Inconspicuous vitamin K can effectively inhibit cell ferroptosis



 

Inconspicuous vitamin K can effectively inhibit cell ferroptosis.

Vitamin K is generally known for its importance in blood clotting.

In a new study, researchers from the Helmholtz Center Munich in Germany, the University of Ottawa in Canada, and Tohoku University in Japan report a new function for vitamin K. They found that the fully reduced form of vitamin K acts as an antioxidant and effectively inhibits ferroptosis .

 

Iron in cells plays an important role in ferroptosis, a natural form of cell death characterized by oxidative damage to cell membranes.

In addition, they determined that FSP1 is a warfarin-insensitive enzyme that reduces vitamin K, but the identity of this vitamin K reductase has remained unknown for more than half a century.

The related research results were published online in the journal Nature on August 3, 2022, with the title “A non-canonical vitamin K cycle is a potent ferroptosis suppressor”.

 

Inconspicuous vitamin K can effectively inhibit cell ferroptosis

 

In the past few years, ferroptosis has been implicated as a driver of Alzheimer’s disease and acute organ damage, among many other diseases.

Therefore, the results of this new study raise the notion that vitamin K therapy may be a new and powerful strategy for ameliorating these ferroptosis-related diseases.

 

Vitamin K is a powerful ferroptosis inhibitor

Given that blocking ferroptosis is considered a very promising approach to the treatment of many degenerative diseases, scientists are extensively exploring new mechanisms and compounds that regulate ferroptosis.

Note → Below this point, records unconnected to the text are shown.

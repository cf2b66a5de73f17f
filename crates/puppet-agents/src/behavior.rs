//! Effective behavior for a single action.
//!
//! An agent's persistent [`BehaviorConfig`] is never mutated to honor a
//! one-off request. Instead each action derives an [`EffectiveBehavior`] from
//! the configuration plus optional [`BehaviorOverrides`] and uses that value
//! for its whole lifetime.

use serde::Serialize;

use puppet_types::{BehaviorConfig, BehaviorOverrides, InteractionPatterns};

/// Behavior values in force for one action.
#[derive(Debug, Clone, PartialEq, Serialize)]
pub struct EffectiveBehavior {
    /// Minimum hours between autonomous posts.
    pub min_hours_between_posts: f64,
    /// Maximum hours between autonomous posts.
    pub max_hours_between_posts: f64,
    /// Peak posting hours (UTC).
    pub peak_posting_hours: Vec<u32>,
    /// Reaction probabilities, each in `[0, 1]`.
    pub interaction: InteractionPatterns,
    /// Maximum posts per thread (at least 1).
    pub max_thread_length: u32,
    /// Typical post length in characters.
    pub typical_post_length: u32,
    /// Fraction of posts sharing a link.
    pub link_sharing_frequency: f64,
}

impl EffectiveBehavior {
    /// Combine the configured behavior with per-call overrides.
    ///
    /// Probabilities are clamped to `[0, 1]` and the thread length is at
    /// least one.
    pub fn resolve(base: &BehaviorConfig, overrides: &BehaviorOverrides) -> Self {
        let patterns = base.interaction_patterns;
        let prefs = base.content_preferences;
        Self {
            min_hours_between_posts: base.post_frequency.min_hours_between_posts,
            max_hours_between_posts: base.post_frequency.max_hours_between_posts,
            peak_posting_hours: base.post_frequency.peak_posting_hours.clone(),
            interaction: InteractionPatterns {
                reply_probability: probability(
                    overrides.reply_probability.unwrap_or(patterns.reply_probability),
                ),
                quote_tweet_probability: probability(
                    overrides
                        .quote_tweet_probability
                        .unwrap_or(patterns.quote_tweet_probability),
                ),
                like_probability: probability(
                    overrides.like_probability.unwrap_or(patterns.like_probability),
                ),
            },
            max_thread_length: overrides
                .max_thread_length
                .unwrap_or(prefs.max_thread_length)
                .max(1),
            typical_post_length: overrides
                .typical_post_length
                .unwrap_or(prefs.typical_post_length),
            link_sharing_frequency: probability(
                overrides
                    .link_sharing_frequency
                    .unwrap_or(prefs.link_sharing_frequency),
            ),
        }
    }

    /// Behavior with no overrides applied.
    pub fn from_config(base: &BehaviorConfig) -> Self {
        Self::resolve(base, &BehaviorOverrides::default())
    }
}

/// Clamp into `[0, 1]`, mapping NaN to zero.
pub fn probability(value: f64) -> f64 {
    if value.is_nan() {
        0.0
    } else {
        value.clamp(0.0, 1.0)
    }
}

#[cfg(test)]
mod tests {
    use super::*;

    #[test]
    fn overrides_do_not_touch_the_base() {
        let base = BehaviorConfig::default();
        let overrides = BehaviorOverrides {
            typical_post_length: Some(500),
            reply_probability: Some(3.0),
            ..BehaviorOverrides::default()
        };
        let effective = EffectiveBehavior::resolve(&base, &overrides);
        assert_eq!(effective.typical_post_length, 500);
        assert!((effective.interaction.reply_probability - 1.0).abs() < f64::EPSILON);
        assert_eq!(base.content_preferences.typical_post_length, 240);
    }

    #[test]
    fn thread_length_is_at_least_one() {
        let overrides = BehaviorOverrides {
            max_thread_length: Some(0),
            ..BehaviorOverrides::default()
        };
        let effective = EffectiveBehavior::resolve(&BehaviorConfig::default(), &overrides);
        assert_eq!(effective.max_thread_length, 1);
    }
}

To identify these new molecules, the authors systematically studied some naturally occurring vitamins, as well as their derivatives.

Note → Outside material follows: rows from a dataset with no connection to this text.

//! Integration tests for loading a directory of agent definition files.

#![allow(clippy::unwrap_used)]

use std::path::PathBuf;

use puppet_agents::{AgentError, MemoryLimits, load_agent_dir};
use puppet_types::AgentId;

fn scratch_dir() -> PathBuf {
    let dir = std::env::temp_dir().join(format!("puppet-agents-{}", uuid::Uuid::now_v7()));
    std::fs::create_dir_all(&dir).unwrap();
    dir
}

#[test]
fn bad_files_are_skipped_and_good_ones_load() {
    let dir = scratch_dir();
    std::fs::write(
        dir.join("a_claudia.json"),
        r#"{ "id": "claudia", "name": "Claudia", "initialMemory": { "coreMemories": ["poet"] } }"#,
    )
    .unwrap();
    std::fs::write(dir.join("b_broken.json"), "{ not json").unwrap();
    std::fs::write(dir.join("c_nameless.json"), r#"{ "id": "nameless" }"#).unwrap();
    std::fs::write(
        dir.join("d_duplicate.json"),
        r#"{ "id": "claudia", "name": "Other Claudia" }"#,
    )
    .unwrap();
    std::fs::write(
        dir.join("e_bob.json"),
        r#"{ "id": "bob", "name": "Bob", "isActive": false }"#,
    )
    .unwrap();
    std::fs::write(dir.join("notes.txt"), "ignored").unwrap();

    let report = load_agent_dir(&dir, MemoryLimits::default()).unwrap();

    let ids: Vec<AgentId> = report.agents.iter().map(|a| a.id.clone()).collect();
    assert_eq!(ids, vec![AgentId::new("claudia"), AgentId::new("bob")]);
    assert_eq!(report.agents.first().unwrap().name, "Claudia");
    assert!(!report.agents.last().unwrap().is_active);

    assert_eq!(report.failures.len(), 3);
    assert!(
        report
            .failures
            .iter()
            .any(|(_, err)| matches!(err, AgentError::Json { .. }))
    );

    std::fs::remove_dir_all(&dir).unwrap();
}

#[test]
fn missing_directory_is_an_io_error() {
    let dir = std::env::temp_dir().join("puppet-agents-does-not-exist-4b1d");
    let err = load_agent_dir(&dir, MemoryLimits::default()).unwrap_err();
    assert!(matches!(err, AgentError::Io { .. }));
}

“Surprisingly, we found that vitamins K, including phylloquinone (also known as vitamin K1) and menaquinone 4 (also known as vitamin K2), were able to effectively Protects cells and tissues from ferroptosis. ”

 

Demystifying the long-sought vitamin K reductase FSP1

In 2019, Dr. Marcus Conrad and his research team have identified an enzyme that is a novel and powerful ferroptosis inhibitor: FSP1 (ferroptosis suppressor protein-1, ferroptosis suppressor protein 1).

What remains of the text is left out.